** Opening Materials provided block **
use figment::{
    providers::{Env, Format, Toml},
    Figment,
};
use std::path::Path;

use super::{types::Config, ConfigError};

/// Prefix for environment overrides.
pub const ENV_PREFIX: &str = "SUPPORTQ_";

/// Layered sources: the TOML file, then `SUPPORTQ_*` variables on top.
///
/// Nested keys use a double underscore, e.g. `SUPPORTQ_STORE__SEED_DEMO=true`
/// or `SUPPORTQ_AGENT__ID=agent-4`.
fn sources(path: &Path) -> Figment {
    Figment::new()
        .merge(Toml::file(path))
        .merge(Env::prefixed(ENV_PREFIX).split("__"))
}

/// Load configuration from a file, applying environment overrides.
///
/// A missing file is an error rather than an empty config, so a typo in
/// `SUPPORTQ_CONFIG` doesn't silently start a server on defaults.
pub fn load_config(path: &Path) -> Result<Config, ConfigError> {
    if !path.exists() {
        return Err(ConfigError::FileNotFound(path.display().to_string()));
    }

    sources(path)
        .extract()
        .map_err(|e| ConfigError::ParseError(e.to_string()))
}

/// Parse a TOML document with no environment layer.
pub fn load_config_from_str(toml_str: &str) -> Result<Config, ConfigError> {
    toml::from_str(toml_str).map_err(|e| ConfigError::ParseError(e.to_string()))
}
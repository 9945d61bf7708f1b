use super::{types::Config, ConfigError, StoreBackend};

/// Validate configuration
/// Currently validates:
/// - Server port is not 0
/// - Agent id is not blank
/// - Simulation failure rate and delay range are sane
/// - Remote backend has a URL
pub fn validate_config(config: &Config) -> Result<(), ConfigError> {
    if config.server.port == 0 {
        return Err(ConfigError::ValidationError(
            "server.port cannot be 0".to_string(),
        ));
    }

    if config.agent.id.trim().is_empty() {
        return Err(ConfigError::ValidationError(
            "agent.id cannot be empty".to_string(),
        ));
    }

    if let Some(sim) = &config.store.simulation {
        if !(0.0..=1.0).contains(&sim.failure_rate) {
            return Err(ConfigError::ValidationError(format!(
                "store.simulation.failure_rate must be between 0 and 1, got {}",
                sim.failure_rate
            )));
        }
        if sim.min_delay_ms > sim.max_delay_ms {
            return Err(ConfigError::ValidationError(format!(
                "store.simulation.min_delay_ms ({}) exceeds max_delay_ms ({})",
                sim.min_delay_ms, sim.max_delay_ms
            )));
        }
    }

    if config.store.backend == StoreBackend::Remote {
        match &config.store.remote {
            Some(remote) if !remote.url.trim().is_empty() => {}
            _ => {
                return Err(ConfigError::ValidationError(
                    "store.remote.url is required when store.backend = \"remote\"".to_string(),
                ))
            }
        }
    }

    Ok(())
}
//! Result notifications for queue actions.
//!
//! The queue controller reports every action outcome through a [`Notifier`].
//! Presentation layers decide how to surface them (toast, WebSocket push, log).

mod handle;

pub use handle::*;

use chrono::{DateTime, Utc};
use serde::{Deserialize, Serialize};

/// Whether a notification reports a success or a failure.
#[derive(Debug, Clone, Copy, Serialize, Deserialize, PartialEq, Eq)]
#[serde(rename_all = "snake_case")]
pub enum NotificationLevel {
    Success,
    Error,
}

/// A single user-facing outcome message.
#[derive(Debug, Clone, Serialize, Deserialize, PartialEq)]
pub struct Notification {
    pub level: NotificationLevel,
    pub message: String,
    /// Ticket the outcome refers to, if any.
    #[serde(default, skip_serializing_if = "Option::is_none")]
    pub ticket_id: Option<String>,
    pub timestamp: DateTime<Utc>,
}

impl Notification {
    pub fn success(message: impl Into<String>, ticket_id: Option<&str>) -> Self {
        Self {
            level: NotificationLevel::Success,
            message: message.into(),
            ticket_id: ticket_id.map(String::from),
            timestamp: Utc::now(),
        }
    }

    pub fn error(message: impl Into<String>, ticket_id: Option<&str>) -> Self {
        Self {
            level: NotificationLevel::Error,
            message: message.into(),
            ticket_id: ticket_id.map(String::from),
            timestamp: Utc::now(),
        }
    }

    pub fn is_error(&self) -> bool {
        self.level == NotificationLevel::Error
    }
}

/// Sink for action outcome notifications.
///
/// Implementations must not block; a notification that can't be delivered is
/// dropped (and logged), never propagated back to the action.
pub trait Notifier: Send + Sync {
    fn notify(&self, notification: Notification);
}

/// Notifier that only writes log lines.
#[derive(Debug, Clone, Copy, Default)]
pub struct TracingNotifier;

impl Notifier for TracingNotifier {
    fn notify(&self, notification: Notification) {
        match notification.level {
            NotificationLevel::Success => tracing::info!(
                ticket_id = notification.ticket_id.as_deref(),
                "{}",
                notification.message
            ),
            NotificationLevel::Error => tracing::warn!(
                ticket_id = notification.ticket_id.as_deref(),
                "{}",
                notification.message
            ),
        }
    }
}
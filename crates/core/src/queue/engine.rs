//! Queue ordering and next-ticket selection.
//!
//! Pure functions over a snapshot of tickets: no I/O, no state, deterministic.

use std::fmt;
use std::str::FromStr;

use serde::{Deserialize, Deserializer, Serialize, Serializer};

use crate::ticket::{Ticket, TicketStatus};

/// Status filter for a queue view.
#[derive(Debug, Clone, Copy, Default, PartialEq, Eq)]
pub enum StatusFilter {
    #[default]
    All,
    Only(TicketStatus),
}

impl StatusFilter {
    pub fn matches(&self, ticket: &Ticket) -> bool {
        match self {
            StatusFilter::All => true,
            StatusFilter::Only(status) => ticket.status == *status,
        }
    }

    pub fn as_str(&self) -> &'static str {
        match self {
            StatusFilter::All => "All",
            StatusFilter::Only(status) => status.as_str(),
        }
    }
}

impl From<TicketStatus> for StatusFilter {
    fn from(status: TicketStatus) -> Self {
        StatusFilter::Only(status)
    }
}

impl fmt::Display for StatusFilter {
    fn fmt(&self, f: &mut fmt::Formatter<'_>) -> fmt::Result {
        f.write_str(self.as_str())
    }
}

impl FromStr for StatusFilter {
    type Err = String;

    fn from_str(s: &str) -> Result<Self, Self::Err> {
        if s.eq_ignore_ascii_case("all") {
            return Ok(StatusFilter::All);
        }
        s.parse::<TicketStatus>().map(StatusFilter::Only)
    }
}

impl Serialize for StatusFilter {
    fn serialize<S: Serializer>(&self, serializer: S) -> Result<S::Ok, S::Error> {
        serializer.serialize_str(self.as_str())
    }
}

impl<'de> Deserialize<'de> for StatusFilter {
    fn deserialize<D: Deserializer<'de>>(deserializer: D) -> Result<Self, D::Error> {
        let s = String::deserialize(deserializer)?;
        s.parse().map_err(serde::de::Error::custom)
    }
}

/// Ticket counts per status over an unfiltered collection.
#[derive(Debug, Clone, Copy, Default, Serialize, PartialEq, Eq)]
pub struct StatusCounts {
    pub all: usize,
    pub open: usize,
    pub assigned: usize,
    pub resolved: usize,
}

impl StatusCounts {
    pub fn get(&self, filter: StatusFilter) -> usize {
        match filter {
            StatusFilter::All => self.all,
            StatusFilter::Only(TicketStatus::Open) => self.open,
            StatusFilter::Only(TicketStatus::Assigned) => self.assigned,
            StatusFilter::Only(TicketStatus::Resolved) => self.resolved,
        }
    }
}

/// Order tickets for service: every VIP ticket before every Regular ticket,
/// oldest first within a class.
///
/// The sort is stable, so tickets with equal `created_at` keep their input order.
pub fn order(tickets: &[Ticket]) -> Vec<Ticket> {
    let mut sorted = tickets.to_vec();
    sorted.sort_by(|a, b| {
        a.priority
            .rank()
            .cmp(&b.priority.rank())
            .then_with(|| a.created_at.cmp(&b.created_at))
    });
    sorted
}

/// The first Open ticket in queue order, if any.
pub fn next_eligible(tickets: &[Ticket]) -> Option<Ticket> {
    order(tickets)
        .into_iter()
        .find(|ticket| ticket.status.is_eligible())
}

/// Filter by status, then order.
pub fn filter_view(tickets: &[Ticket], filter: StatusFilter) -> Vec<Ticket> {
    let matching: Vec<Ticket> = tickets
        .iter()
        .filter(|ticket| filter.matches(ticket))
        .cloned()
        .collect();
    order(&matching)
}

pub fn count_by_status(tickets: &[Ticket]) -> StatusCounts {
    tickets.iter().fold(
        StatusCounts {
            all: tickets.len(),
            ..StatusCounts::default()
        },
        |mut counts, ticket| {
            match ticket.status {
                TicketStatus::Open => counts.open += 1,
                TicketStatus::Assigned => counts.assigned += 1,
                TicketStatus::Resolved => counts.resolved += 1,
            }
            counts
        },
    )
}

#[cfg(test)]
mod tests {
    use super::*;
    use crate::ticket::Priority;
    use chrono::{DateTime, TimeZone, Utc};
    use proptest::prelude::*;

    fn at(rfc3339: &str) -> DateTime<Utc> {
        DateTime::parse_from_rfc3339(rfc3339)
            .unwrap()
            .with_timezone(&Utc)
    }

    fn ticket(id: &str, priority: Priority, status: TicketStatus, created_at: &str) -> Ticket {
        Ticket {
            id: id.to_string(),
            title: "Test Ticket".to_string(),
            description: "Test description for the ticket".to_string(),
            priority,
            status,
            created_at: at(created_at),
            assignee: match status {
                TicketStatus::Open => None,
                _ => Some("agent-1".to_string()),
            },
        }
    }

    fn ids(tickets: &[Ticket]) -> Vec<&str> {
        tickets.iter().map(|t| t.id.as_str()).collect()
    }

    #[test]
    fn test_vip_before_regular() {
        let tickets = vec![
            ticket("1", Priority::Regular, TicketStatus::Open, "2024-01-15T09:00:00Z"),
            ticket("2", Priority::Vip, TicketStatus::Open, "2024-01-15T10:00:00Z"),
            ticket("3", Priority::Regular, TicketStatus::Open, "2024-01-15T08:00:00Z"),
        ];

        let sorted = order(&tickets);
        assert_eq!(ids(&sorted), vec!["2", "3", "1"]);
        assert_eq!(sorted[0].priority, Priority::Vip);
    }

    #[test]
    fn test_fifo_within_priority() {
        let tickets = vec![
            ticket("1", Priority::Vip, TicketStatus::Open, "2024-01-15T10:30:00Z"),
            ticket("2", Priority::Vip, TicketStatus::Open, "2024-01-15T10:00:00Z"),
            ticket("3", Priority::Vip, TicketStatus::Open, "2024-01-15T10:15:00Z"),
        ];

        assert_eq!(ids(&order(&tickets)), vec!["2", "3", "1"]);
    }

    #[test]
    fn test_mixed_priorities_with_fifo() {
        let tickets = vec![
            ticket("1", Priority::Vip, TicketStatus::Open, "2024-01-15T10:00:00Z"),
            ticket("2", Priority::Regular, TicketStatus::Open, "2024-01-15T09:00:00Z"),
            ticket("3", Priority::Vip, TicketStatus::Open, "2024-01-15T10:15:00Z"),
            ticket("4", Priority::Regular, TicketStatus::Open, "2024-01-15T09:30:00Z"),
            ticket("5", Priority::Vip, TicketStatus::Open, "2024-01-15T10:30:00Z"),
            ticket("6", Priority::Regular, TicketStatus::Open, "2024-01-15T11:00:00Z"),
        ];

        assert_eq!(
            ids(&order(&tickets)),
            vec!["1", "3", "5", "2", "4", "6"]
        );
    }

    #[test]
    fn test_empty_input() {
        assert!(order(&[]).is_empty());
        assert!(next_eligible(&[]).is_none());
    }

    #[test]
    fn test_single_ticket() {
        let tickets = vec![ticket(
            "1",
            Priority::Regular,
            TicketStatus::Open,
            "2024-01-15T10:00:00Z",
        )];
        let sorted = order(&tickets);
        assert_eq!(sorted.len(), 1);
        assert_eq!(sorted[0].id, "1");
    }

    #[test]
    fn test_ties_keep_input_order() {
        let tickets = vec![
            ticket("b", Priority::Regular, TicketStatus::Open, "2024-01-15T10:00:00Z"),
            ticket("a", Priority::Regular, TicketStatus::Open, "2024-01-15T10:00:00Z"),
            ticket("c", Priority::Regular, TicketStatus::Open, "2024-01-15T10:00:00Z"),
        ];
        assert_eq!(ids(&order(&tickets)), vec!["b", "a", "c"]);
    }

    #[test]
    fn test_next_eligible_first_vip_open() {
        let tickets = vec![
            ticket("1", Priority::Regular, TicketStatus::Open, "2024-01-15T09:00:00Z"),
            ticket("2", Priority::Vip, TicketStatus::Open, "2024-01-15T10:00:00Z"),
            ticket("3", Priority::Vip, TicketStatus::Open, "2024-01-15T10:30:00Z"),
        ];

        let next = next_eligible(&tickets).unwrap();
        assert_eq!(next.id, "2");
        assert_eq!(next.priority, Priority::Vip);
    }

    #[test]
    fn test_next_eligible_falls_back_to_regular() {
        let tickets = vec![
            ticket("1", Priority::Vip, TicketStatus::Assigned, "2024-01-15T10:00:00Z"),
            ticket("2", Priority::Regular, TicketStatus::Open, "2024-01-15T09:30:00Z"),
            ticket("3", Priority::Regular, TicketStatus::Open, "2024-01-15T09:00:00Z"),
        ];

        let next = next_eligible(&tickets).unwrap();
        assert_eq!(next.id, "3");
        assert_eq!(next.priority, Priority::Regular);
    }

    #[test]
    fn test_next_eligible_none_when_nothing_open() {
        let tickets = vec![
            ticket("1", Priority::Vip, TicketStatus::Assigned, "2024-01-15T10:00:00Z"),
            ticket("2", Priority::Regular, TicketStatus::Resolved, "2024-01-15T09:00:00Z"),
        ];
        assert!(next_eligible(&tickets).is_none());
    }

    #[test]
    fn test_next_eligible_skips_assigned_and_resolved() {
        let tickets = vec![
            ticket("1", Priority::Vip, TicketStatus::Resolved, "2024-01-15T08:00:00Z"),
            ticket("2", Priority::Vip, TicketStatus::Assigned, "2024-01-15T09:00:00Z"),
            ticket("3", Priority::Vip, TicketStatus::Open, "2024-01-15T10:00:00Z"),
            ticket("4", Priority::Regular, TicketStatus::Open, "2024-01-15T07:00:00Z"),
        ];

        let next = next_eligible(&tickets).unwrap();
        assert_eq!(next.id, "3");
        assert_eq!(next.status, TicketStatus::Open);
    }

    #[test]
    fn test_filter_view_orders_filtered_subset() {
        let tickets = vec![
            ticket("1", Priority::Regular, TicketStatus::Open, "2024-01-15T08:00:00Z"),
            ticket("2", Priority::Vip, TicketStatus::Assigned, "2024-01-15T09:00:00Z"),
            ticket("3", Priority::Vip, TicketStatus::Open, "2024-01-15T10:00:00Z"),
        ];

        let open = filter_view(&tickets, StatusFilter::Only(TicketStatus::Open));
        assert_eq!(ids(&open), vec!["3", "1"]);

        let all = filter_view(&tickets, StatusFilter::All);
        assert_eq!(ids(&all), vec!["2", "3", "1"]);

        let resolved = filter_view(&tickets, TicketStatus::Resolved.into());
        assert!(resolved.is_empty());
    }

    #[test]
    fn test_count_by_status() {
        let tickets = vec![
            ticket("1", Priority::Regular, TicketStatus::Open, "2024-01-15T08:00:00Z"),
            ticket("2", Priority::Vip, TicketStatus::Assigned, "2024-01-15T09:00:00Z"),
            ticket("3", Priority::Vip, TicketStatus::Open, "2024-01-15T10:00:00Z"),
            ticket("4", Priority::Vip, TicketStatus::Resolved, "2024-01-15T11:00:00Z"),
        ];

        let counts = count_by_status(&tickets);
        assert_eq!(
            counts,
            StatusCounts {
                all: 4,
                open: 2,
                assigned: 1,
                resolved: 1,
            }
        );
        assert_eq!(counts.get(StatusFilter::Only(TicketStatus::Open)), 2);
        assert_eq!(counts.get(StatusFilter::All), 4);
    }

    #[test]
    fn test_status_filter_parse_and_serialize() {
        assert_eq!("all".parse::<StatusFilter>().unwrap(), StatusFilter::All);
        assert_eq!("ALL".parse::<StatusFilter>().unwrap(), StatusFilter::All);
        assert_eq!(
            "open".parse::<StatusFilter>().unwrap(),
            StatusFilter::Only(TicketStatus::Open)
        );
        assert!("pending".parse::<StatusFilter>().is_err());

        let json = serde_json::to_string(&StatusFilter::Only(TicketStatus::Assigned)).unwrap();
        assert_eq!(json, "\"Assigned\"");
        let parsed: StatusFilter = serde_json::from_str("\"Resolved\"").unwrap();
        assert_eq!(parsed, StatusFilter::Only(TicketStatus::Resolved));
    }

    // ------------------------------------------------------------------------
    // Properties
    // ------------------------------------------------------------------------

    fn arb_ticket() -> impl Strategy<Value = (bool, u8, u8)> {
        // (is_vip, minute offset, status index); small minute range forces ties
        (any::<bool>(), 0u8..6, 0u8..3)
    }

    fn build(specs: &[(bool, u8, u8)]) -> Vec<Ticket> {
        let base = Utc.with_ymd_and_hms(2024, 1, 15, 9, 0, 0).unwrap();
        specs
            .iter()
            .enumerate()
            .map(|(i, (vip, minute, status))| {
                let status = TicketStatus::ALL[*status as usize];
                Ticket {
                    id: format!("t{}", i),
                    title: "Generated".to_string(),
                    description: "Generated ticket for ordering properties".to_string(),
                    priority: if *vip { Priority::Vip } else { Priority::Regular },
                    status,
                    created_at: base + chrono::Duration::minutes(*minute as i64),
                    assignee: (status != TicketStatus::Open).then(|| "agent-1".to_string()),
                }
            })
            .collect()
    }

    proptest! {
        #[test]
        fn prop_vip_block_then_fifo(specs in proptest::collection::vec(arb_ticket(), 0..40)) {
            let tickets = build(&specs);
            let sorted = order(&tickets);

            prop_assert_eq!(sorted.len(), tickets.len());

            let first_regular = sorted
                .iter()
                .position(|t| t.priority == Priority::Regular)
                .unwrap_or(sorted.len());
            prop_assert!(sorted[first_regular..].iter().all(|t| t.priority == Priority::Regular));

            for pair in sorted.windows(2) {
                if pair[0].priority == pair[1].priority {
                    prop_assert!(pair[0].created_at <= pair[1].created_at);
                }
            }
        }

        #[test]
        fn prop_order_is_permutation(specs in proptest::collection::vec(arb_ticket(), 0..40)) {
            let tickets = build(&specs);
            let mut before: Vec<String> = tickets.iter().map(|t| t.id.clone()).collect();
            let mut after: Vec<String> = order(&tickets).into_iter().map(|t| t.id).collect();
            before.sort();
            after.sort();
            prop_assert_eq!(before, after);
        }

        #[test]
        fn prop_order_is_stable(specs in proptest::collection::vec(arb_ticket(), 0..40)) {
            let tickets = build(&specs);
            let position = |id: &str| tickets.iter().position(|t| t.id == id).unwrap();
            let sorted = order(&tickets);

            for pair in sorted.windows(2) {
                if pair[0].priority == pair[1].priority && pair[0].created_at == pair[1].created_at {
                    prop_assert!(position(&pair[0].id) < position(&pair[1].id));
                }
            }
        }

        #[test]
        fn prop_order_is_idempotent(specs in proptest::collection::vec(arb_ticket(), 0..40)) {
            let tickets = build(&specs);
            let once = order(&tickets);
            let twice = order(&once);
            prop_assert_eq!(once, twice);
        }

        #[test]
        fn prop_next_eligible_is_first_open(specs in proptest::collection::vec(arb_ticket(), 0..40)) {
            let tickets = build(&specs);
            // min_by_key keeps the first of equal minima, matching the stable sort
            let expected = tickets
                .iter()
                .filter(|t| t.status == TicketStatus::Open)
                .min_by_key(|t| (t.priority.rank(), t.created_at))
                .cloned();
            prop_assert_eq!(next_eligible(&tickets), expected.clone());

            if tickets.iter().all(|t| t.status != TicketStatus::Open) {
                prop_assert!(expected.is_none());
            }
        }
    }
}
** Closing Materials provided block **
§ Your objective
Please go line by line through the records above, copying each one that holds the string "Debug".

§ Result of the exercise
#[derive(Debug, Clone, Copy, Serialize, Deserialize, PartialEq, Eq)]
#[derive(Debug, Clone, Serialize, Deserialize, PartialEq)]
#[derive(Debug, Clone, Copy, Default)]
#[derive(Debug, Clone, Copy, Default, PartialEq, Eq)]
#[derive(Debug, Clone, Copy, Default, Serialize, PartialEq, Eq)]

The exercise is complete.